San Francisco and Oakland announced Wednesday that they are suing five big oil companies for costs associated with climate change mitigation.
Each city filed its own suit against Chevron, ConocoPhillips, Exxon Mobil, BP and Royal Dutch Shell, asking the court to hold the companies responsible for the cost of seawalls and other infrastructure that cities will need to mitigate the effects of climate change.
City officials contend the companies were aware of their harmful impacts on the climate but continued to sell large quantities of fossil fuels. They also say the companies engaged in a campaign of misinformation to deceive consumers on the effects of fossil fuels.

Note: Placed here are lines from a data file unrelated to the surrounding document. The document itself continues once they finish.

#[tokio::test(flavor = "multi_thread", worker_threads = 4)]
async fn throttles_bound_in_flight_work_under_random_timing() {
    let platforms: Vec<Platform> = PlatformMatrix::supported().platforms().into_iter().take(16).collect();

    for (builds, uploads) in [(1, 1), (2, 3), (3, 2), (4, 4)] {
        let backend = FakeBackend::new().with_random_pauses(6);
        let stats = backend.stats.clone();
        let mut settings = settings(platforms.clone());
        settings.build_concurrency = builds;
        settings.upload_concurrency = uploads;

        let mut pipeline = pipeline(
            FakeGit::with_tags(&["v1.5.2"]),
            backend,
            FakeHost::new().with_random_pauses(6),
            FakeNotifier::new(),
            settings,
        );

        let outcome = pipeline.run(RunPlan::new_release(tag("v1.5.3"))).await.unwrap();

        assert_eq!(outcome.uploaded.len(), platforms.len());
        assert!(
            stats.max_in_flight() <= builds,
            "{} builds in flight with capacity {}",
            stats.max_in_flight(),
            builds
        );
        assert!(
            pipeline.host().max_in_flight() <= uploads,
            "{} uploads in flight with capacity {}",
            pipeline.host().max_in_flight(),
            uploads
        );
    }
}

#[tokio::test]
async fn checksums_cover_every_uploaded_archive() {
    let mut pipeline = pipeline(
        FakeGit::with_tags(&["v1.5.2"]),
        FakeBackend::new().failing_on(Platform::new("linux", "arm", "7")),
        FakeHost::new(),
        FakeNotifier::new(),
        settings(six_platforms()),
    );

    pipeline.run(RunPlan::new_release(tag("v1.5.3"))).await.unwrap();

    let sums = pipeline.host().checksums().unwrap();
    let lines: Vec<&str> = sums.lines().collect();
    assert_eq!(lines.len(), 5);

    let names: Vec<&str> = lines
        .iter()
        .map(|line| {
            let (hash, name) = line.split_once("  ").unwrap();
            assert_eq!(hash.len(), 64);
            assert!(hash.chars().all(|c| c.is_ascii_hexdigit()));
            name
        })
        .collect();
    let mut sorted = names.clone();
    sorted.sort();
    assert_eq!(names, sorted);
    assert!(!names.iter().any(|n| n.contains("linux_arm7")));
}

#[tokio::test]
async fn local_archives_are_removed_after_upload() {
    let mut pipeline = pipeline(
        FakeGit::with_tags(&["v1.5.2"]),
        FakeBackend::new(),
        FakeHost::new(),
        FakeNotifier::new(),
        settings(six_platforms()),
    );

    pipeline.run(RunPlan::new_release(tag("v1.5.3"))).await.unwrap();

    let paths = pipeline.host().uploaded_paths();
    assert_eq!(paths.len(), 7);
    for path in paths {
        assert!(!path.exists(), "{} was left behind", path.display());
    }
}

#[tokio::test]
async fn failed_checks_stop_before_tagging() {
    let backend = FakeBackend::new().failing_checks();
    let stats = backend.stats.clone();
    let mut pipeline = pipeline(
        FakeGit::with_tags(&["v1.5.2"]),
        backend,
        FakeHost::new(),
        FakeNotifier::new(),
        settings(six_platforms()),
    );

    let err = pipeline
        .run(RunPlan::new_release(tag("v1.5.3")))
        .await
        .unwrap_err();

    assert!(matches!(
        err,
        ReleaseError::Verification(VerificationError::ChecksFailed { .. })
    ));
    assert!(pipeline.git().mutations().is_empty());
    assert!(pipeline.host().created().is_empty());
    assert_eq!(stats.builds(), 0);
    assert_eq!(pipeline.state(), PipelineState::Aborted);
    assert!(!pipeline.fan_out_started());
}

#[tokio::test]
async fn unreachable_host_stops_before_tagging() {
    let mut host = FakeHost::new();
    host.fail_verify = true;
    let mut pipeline = pipeline(
        FakeGit::with_tags(&["v1.5.2"]),
        FakeBackend::new(),
        host,
        FakeNotifier::new(),
        settings(six_platforms()),
    );

    let err = pipeline
        .run(RunPlan::new_release(tag("v1.5.3")))
        .await
        .unwrap_err();

    assert!(matches!(
        err,
        ReleaseError::Publish(PublishError::HostUnavailable { .. })
    ));
    assert!(pipeline.git().mutations().is_empty());
}

#[tokio::test]
async fn failed_push_is_recorded_for_resume() {
    let dir = tempfile::tempdir().unwrap();
    let state_file = dir.path().join("caddy.json");

    let mut pipeline = pipeline(
        FakeGit::with_tags(&["v1.5.2"]).failing_push(),
        FakeBackend::new(),
        FakeHost::new(),
        FakeNotifier::new(),
        settings(six_platforms()),
    )
    .with_state_manager(StateManager::new(&state_file));

    let err = pipeline
        .run(RunPlan::new_release(tag("v1.5.3")))
        .await
        .unwrap_err();

    assert!(matches!(err, ReleaseError::Publish(PublishError::PushFailed { .. })));
    assert_eq!(pipeline.git().mutations(), vec!["tag v1.5.3", "push"]);
    assert!(pipeline.host().created().is_empty());

    let loaded = StateManager::new(&state_file).load_state().await.unwrap();
    assert_eq!(loaded.state.tag.as_str(), "v1.5.3");
    assert_eq!(loaded.state.phase, PipelineState::Aborted);
    assert!(loaded.state.has_completed(PipelineState::Tagged));
    assert!(!loaded.state.has_completed(PipelineState::Pushed));
    assert_eq!(loaded.state.errors.len(), 1);
    assert!(!pipeline.tag_pushed());

    // The tag exists locally, so resuming finds it and pushes first
    let mut resumed = pipeline_with_state(
        FakeGit::with_tags(&["v1.5.2", "v1.5.3"]),
        FakeBackend::new(),
        FakeHost::new(),
        FakeNotifier::new(),
        &state_file,
    );
    let outcome = resumed
        .run(RunPlan::resume(tag("v1.5.3"), ResumeToken::Publish))
        .await
        .unwrap();

    assert_eq!(resumed.git().mutations(), vec!["push", "push --tags"]);
    assert_eq!(
        resumed.history()[..2],
        [PipelineState::Pushed, PipelineState::Published]
    );
    assert_eq!(resumed.host().created().len(), 1);
    assert!(outcome.notified);
}

#[tokio::test]
async fn resume_after_failed_release_creation_skips_tag_and_push() {
    let dir = tempfile::tempdir().unwrap();
    let state_file = dir.path().join("caddy.json");

    let mut first = pipeline(
        FakeGit::with_tags(&["v1.5.2"]),
        FakeBackend::new(),
        FakeHost::new().failing_create(),
        FakeNotifier::new(),
        settings(six_platforms()),
    )
    .with_state_manager(StateManager::new(&state_file));

    let err = first
        .run(RunPlan::new_release(tag("v1.5.3")))
        .await
        .unwrap_err();
    assert!(matches!(
        err,
        ReleaseError::Publish(PublishError::ReleaseCreationFailed { .. })
    ));
    assert!(err.may_have_side_effects());
    assert_eq!(first.git().mutations(), vec!["tag v1.5.3", "push", "push --tags"]);
    assert!(!first.fan_out_started());

    // The pushed tag is now the most recent one
    let git = FakeGit::with_tags(&["v1.5.2", "v1.5.3"]);
    let prompter = ScriptedPrompter::new().confirming(&[true]);
    let runtime = RuntimeConfig::quiet();
    let plan = ResumeController::new(&git, &prompter, &runtime)
        .resolve(ResumeToken::Publish)
        .await
        .unwrap();
    assert_eq!(plan.tag.as_str(), "v1.5.3");
    assert!(plan.is_resume());

    let backend = FakeBackend::new();
    let stats = backend.stats.clone();
    let mut second = pipeline(
        git,
        backend,
        FakeHost::new(),
        FakeNotifier::new(),
        settings(six_platforms()),
    )
    .with_state_manager(StateManager::new(&state_file));

    let outcome = second.run(plan).await.unwrap();

    assert!(second.git().mutations().is_empty());
    assert_eq!(*stats.opened.lock().unwrap(), vec!["v1.5.3".to_string()]);
    assert_eq!(second.host().created().len(), 1);
    assert_eq!(
        second.host().uploaded_names(),
        expected_assets("v1.5.3", &six_platforms())
    );
    assert!(outcome.notified);
    assert_eq!(
        second.history().first(),
        Some(&PipelineState::Published)
    );
    assert!(!state_file.exists());
}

“It’s time for these companies to take responsibility for the damage they’ve caused and are continuing to cause,” said San Francisco City Attorney Dennis Herrera at a waterfront news conference. The nearly identical lawsuits state:
“Defendants have produced massive amounts of fossil fuels for many years. And recent disclosures of internal industry documents demonstrate that they have done so despite knowing -- since at least the late 1970s and early 1980s if not earlier -- that massive fossil fuel usage would cause dangerous global warming.”
The lawsuits demand that the oil companies create an abatement fund to cover the costs “to build seawalls and other infrastructure to protect human safety and public property in San Francisco [and Oakland] from global warming-induced sea level rise.” Most of those costs have yet to be incurred, but the plaintiff cities estimate that they'll eventually run into the billions of dollars.